> What you should do:
The response must reproduce every record in full.

Top of Material for this task

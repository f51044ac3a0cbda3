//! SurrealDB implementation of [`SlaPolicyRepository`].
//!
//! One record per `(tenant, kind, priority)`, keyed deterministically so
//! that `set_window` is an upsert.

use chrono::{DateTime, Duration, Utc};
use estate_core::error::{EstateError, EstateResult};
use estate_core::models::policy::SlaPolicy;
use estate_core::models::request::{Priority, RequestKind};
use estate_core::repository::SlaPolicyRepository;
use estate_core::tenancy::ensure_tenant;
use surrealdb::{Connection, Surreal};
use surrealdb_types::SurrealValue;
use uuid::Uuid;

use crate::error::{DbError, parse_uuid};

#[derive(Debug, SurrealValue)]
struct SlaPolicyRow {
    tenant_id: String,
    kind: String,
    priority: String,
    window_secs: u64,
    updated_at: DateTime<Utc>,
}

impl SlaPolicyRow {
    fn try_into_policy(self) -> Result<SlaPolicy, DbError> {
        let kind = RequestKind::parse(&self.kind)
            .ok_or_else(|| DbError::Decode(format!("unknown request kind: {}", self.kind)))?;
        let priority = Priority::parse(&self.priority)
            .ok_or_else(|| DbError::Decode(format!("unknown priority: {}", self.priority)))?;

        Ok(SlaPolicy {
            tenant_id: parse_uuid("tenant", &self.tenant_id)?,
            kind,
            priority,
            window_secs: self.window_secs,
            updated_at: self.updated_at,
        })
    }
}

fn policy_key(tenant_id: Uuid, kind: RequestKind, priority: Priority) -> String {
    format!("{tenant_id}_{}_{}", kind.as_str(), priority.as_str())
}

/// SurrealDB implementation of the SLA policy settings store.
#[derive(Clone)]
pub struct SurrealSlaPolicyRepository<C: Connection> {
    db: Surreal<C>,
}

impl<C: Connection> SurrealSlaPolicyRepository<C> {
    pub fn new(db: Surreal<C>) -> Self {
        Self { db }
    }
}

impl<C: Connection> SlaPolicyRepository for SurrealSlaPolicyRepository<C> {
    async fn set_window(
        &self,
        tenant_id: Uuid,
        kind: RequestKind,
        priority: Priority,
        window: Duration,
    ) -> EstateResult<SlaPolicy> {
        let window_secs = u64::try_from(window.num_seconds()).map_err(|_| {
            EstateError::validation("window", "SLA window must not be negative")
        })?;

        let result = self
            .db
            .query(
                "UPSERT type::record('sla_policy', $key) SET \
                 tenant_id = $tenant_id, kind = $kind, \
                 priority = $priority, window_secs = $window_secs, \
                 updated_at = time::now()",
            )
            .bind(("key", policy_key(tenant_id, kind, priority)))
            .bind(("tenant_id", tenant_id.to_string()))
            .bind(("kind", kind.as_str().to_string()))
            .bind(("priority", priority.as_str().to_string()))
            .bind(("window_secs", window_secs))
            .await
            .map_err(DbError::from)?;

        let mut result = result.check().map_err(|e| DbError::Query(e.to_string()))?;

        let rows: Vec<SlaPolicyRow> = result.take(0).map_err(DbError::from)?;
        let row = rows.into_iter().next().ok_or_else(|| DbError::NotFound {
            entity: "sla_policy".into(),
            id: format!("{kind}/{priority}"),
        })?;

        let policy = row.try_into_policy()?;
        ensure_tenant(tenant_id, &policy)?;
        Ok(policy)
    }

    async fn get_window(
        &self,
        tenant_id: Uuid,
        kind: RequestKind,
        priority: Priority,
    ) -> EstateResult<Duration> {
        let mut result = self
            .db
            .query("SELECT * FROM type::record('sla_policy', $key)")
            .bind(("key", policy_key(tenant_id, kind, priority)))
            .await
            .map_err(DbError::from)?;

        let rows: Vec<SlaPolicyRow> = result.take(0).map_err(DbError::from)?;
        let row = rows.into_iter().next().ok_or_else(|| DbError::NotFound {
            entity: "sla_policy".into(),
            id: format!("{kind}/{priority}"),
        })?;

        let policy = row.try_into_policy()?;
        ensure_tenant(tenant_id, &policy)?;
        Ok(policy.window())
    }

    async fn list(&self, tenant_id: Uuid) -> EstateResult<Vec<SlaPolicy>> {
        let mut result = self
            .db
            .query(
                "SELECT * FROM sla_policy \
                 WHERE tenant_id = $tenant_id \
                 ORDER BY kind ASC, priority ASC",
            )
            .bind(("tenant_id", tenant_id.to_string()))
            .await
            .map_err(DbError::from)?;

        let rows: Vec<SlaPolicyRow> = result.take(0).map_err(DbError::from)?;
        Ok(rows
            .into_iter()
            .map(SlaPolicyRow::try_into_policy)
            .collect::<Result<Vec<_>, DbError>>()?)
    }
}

Bottom of Material for this task

> Answer:
repository f51044ac3a0cbda3
//! SurrealDB implementation of [`SlaPolicyRepository`].
//!
//! One record per `(tenant, kind, priority)`, keyed deterministically so
//! that `set_window` is an upsert.

use chrono::{DateTime, Duration, Utc};
use estate_core::error::{EstateError, EstateResult};
use estate_core::models::policy::SlaPolicy;
use estate_core::models::request::{Priority, RequestKind};
use estate_core::repository::SlaPolicyRepository;
use estate_core::tenancy::ensure_tenant;
use surrealdb::{Connection, Surreal};
use surrealdb_types::SurrealValue;
use uuid::Uuid;

use crate::error::{DbError, parse_uuid};

#[derive(Debug, SurrealValue)]
struct SlaPolicyRow {
    tenant_id: String,
    kind: String,
    priority: String,
    window_secs: u64,
    updated_at: DateTime<Utc>,
}

impl SlaPolicyRow {
    fn try_into_policy(self) -> Result<SlaPolicy, DbError> {
        let kind = RequestKind::parse(&self.kind)
            .ok_or_else(|| DbError::Decode(format!("unknown request kind: {}", self.kind)))?;
        let priority = Priority::parse(&self.priority)
            .ok_or_else(|| DbError::Decode(format!("unknown priority: {}", self.priority)))?;

        Ok(SlaPolicy {
            tenant_id: parse_uuid("tenant", &self.tenant_id)?,
            kind,
            priority,
            window_secs: self.window_secs,
            updated_at: self.updated_at,
        })
    }
}

fn policy_key(tenant_id: Uuid, kind: RequestKind, priority: Priority) -> String {
    format!("{tenant_id}_{}_{}", kind.as_str(), priority.as_str())
}

/// SurrealDB implementation of the SLA policy settings store.
#[derive(Clone)]
pub struct SurrealSlaPolicyRepository<C: Connection> {
    db: Surreal<C>,
}

impl<C: Connection> SurrealSlaPolicyRepository<C> {
    pub fn new(db: Surreal<C>) -> Self {
        Self { db }
    }
}

impl<C: Connection> SlaPolicyRepository for SurrealSlaPolicyRepository<C> {
    async fn set_window(
        &self,
        tenant_id: Uuid,
        kind: RequestKind,
        priority: Priority,
        window: Duration,
    ) -> EstateResult<SlaPolicy> {
        let window_secs = u64::try_from(window.num_seconds()).map_err(|_| {
            EstateError::validation("window", "SLA window must not be negative")
        })?;

        let result = self
            .db
            .query(
                "UPSERT type::record('sla_policy', $key) SET \
                 tenant_id = $tenant_id, kind = $kind, \
                 priority = $priority, window_secs = $window_secs, \
                 updated_at = time::now()",
            )
            .bind(("key", policy_key(tenant_id, kind, priority)))
            .bind(("tenant_id", tenant_id.to_string()))
            .bind(("kind", kind.as_str().to_string()))
            .bind(("priority", priority.as_str().to_string()))
            .bind(("window_secs", window_secs))
            .await
            .map_err(DbError::from)?;

        let mut result = result.check().map_err(|e| DbError::Query(e.to_string()))?;

        let rows: Vec<SlaPolicyRow> = result.take(0).map_err(DbError::from)?;
        let row = rows.into_iter().next().ok_or_else(|| DbError::NotFound {
            entity: "sla_policy".into(),
            id: format!("{kind}/{priority}"),
        })?;

        let policy = row.try_into_policy()?;
        ensure_tenant(tenant_id, &policy)?;
        Ok(policy)
    }

    async fn get_window(
        &self,
        tenant_id: Uuid,
        kind: RequestKind,
        priority: Priority,
    ) -> EstateResult<Duration> {
        let mut result = self
            .db
            .query("SELECT * FROM type::record('sla_policy', $key)")
            .bind(("key", policy_key(tenant_id, kind, priority)))
            .await
            .map_err(DbError::from)?;

        let rows: Vec<SlaPolicyRow> = result.take(0).map_err(DbError::from)?;
        let row = rows.into_iter().next().ok_or_else(|| DbError::NotFound {
            entity: "sla_policy".into(),
            id: format!("{kind}/{priority}"),
        })?;

        let policy = row.try_into_policy()?;
        ensure_tenant(tenant_id, &policy)?;
        Ok(policy.window())
    }

    async fn list(&self, tenant_id: Uuid) -> EstateResult<Vec<SlaPolicy>> {
        let mut result = self
            .db
            .query(
                "SELECT * FROM sla_policy \
                 WHERE tenant_id = $tenant_id \
                 ORDER BY kind ASC, priority ASC",
            )
            .bind(("tenant_id", tenant_id.to_string()))
            .await
            .map_err(DbError::from)?;

        let rows: Vec<SlaPolicyRow> = result.take(0).map_err(DbError::from)?;
        Ok(rows
            .into_iter()
            .map(SlaPolicyRow::try_into_policy)
            .collect::<Result<Vec<_>, DbError>>()?)
    }
}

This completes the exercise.